Published 25 Apr 2026 in cs.LG and cs.PF | (2604.23418v1)

Abstract: Uniform random rotations are a useful primitive in applications such as fast Johnson-Lindenstrauss embeddings, kernel approximation, communication-efficient learning, and recent AI compression pipelines, but they are computationally expensive to generate and apply in high dimensions. A common practical replacement is repeated structured random rotations built from Walsh-Hadamard transforms and random sign diagonals. Applying the structured random rotation twice has been shown empirically to be useful, but the supporting theory is still limited. In this paper we study the approximation quality achieved when using this two-block structured Hadamard rotation. Our results are both positive and negative. On the positive side, we prove that every fixed coordinate of the two-block transform converges uniformly, over all inputs, to the corresponding coordinate of a uniformly rotated vector, with an explicit Kolmogorov-distance bound of order $d{-1/5}$. On the negative side, we prove an explicit lower bound on the Wasserstein distance between the full vector distributions, showing that the two-block transform is not a globally accurate surrogate for a uniform random rotation in the worst case. For the extremal input used in the lower bound, we also prove a matching asymptotic upper bound, showing that the lower-bound scale is sharp for that input. Taken together, the results identify a clear separation between one-dimensional marginal behavior, where approximation improves with dimension, and full high-dimensional geometry, where a nonvanishing discrepancy remains.
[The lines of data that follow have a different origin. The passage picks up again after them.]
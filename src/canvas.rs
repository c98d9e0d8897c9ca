use image::{Rgba, RgbaImage};

use crate::error::{EditorError, Result};

/// Fully transparent black, returned for reads outside the raster.
pub const TRANSPARENT_PIXEL: Rgba<u8> = Rgba([0, 0, 0, 0]);

// ============================================================================
// PIXEL BUFFER
// ============================================================================

/// Flat row-major RGBA8 raster with explicit dimensions.
///
/// `pixels.len() == width * height * 4` holds for every value of this type:
/// the constructors check it and nothing hands out a resizable reference to
/// the storage. Operations in [`crate::ops`] read one buffer and produce a
/// new one; the only in-place mutation is per-pixel writes through
/// [`PixelBuffer::put_pixel`] / [`PixelBuffer::as_raw_mut`].
#[derive(Clone, Debug, PartialEq, Eq)]
pub struct PixelBuffer {
    width: u32,
    height: u32,
    pixels: Vec<u8>,
}

impl PixelBuffer {
    // ---- construction -------------------------------------------------------

    /// Create a fully transparent buffer.
    pub fn new(width: u32, height: u32) -> Self {
        Self {
            width,
            height,
            pixels: vec![0; Self::byte_len(width, height)],
        }
    }

    /// Create a buffer with every pixel set to `color`.
    pub fn new_filled(width: u32, height: u32, color: Rgba<u8>) -> Self {
        let mut pixels = Vec::with_capacity(Self::byte_len(width, height));
        for _ in 0..(width as usize * height as usize) {
            pixels.extend_from_slice(&color.0);
        }
        Self { width, height, pixels }
    }

    /// Wrap raw row-major RGBA bytes. Fails unless `data` is exactly
    /// `width * height * 4` bytes long.
    pub fn from_raw(width: u32, height: u32, data: Vec<u8>) -> Result<Self> {
        if data.len() != Self::byte_len(width, height) {
            return Err(EditorError::BufferSize {
                width,
                height,
                actual: data.len(),
            });
        }
        Ok(Self { width, height, pixels: data })
    }

    /// Take ownership of a decoded `RgbaImage` without copying.
    pub fn from_rgba_image(src: RgbaImage) -> Self {
        let (width, height) = src.dimensions();
        Self {
            width,
            height,
            pixels: src.into_raw(),
        }
    }

    /// Copy into an `RgbaImage` for `image::imageops` interop.
    pub fn to_rgba_image(&self) -> RgbaImage {
        // Length invariant guarantees the conversion succeeds.
        RgbaImage::from_raw(self.width, self.height, self.pixels.clone())
            .unwrap_or_else(|| RgbaImage::new(self.width, self.height))
    }

    #[inline]
    fn byte_len(width: u32, height: u32) -> usize {
        width as usize * height as usize * 4
    }

    // ---- dimensions ---------------------------------------------------------

    #[inline]
    pub fn width(&self) -> u32 { self.width }

    #[inline]
    pub fn height(&self) -> u32 { self.height }

    #[inline]
    pub fn dimensions(&self) -> (u32, u32) { (self.width, self.height) }

    /// Bytes per row.
    #[inline]
    pub fn stride(&self) -> usize { self.width as usize * 4 }

    pub fn is_empty(&self) -> bool {
        self.pixels.is_empty()
    }

    // ---- pixel access -------------------------------------------------------

    #[inline]
    fn offset(&self, x: u32, y: u32) -> usize {
        (y as usize * self.width as usize + x as usize) * 4
    }

    /// Read a pixel, `None` outside the raster.
    #[inline]
    pub fn get_pixel(&self, x: u32, y: u32) -> Option<Rgba<u8>> {
        if x >= self.width || y >= self.height {
            return None;
        }
        let o = self.offset(x, y);
        Some(Rgba([
            self.pixels[o],
            self.pixels[o + 1],
            self.pixels[o + 2],
            self.pixels[o + 3],
        ]))
    }

    /// Write a pixel. Writes outside the raster are ignored.
    #[inline]
    pub fn put_pixel(&mut self, x: u32, y: u32, pixel: Rgba<u8>) {
        if x >= self.width || y >= self.height {
            return;
        }
        let o = self.offset(x, y);
        self.pixels[o..o + 4].copy_from_slice(&pixel.0);
    }

    /// One row of RGBA bytes.
    pub fn row(&self, y: u32) -> &[u8] {
        let start = y as usize * self.stride();
        &self.pixels[start..start + self.stride()]
    }

    pub fn as_raw(&self) -> &[u8] {
        &self.pixels
    }

    /// Mutable view of the bytes. The slice cannot change length, so the
    /// size invariant is preserved.
    pub fn as_raw_mut(&mut self) -> &mut [u8] {
        &mut self.pixels
    }

    pub fn into_raw(self) -> Vec<u8> {
        self.pixels
    }
}

#[cfg(test)]
mod tests {
    use super::*;

    #[test]
    fn from_raw_rejects_wrong_length() {
        let err = PixelBuffer::from_raw(2, 2, vec![0; 15]).unwrap_err();
        assert!(matches!(err, EditorError::BufferSize { width: 2, height: 2, actual: 15 }));
        assert!(PixelBuffer::from_raw(2, 2, vec![0; 16]).is_ok());
    }

    #[test]
    fn put_and_get_pixel() {
        let mut buf = PixelBuffer::new(3, 2);
        buf.put_pixel(2, 1, Rgba([1, 2, 3, 4]));
        assert_eq!(buf.get_pixel(2, 1), Some(Rgba([1, 2, 3, 4])));
        assert_eq!(buf.get_pixel(0, 0), Some(TRANSPARENT_PIXEL));
        assert_eq!(buf.get_pixel(3, 0), None);

        // Out-of-range writes are dropped.
        buf.put_pixel(5, 5, Rgba([9, 9, 9, 9]));
        assert_eq!(buf.as_raw().len(), 3 * 2 * 4);
    }

    #[test]
    fn rgba_image_conversion_keeps_bytes() {
        let buf = PixelBuffer::new_filled(4, 3, Rgba([10, 20, 30, 255]));
        let img = buf.to_rgba_image();
        assert_eq!(img.dimensions(), (4, 3));
        assert_eq!(PixelBuffer::from_rgba_image(img), buf);
    }

    #[test]
    fn row_slices_one_scanline() {
        let mut buf = PixelBuffer::new(2, 2);
        buf.put_pixel(1, 1, Rgba([7, 7, 7, 7]));
        assert_eq!(buf.row(1), &[0, 0, 0, 0, 7, 7, 7, 7]);
    }
}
This provides a partial theoretical explanation for the empirical success of structured Hadamard rotations in some algorithms, while also clarifying the limitations of treating them as drop-in replacements for true uniform random rotations.

Authors (2)

Summary

  • The paper demonstrates that coordinate-wise Kolmogorov distances decay as O(d⁻¹ᐟ⁵), ensuring convergence of individual components.
  • It employs Fourier analysis and concentration techniques to establish sharp lower bounds on the full-vector Wasserstein distance.
  • The findings clarify that while two-block Hadamard rotations suit coordinate-specific tasks, they may inadequately capture global geometric properties.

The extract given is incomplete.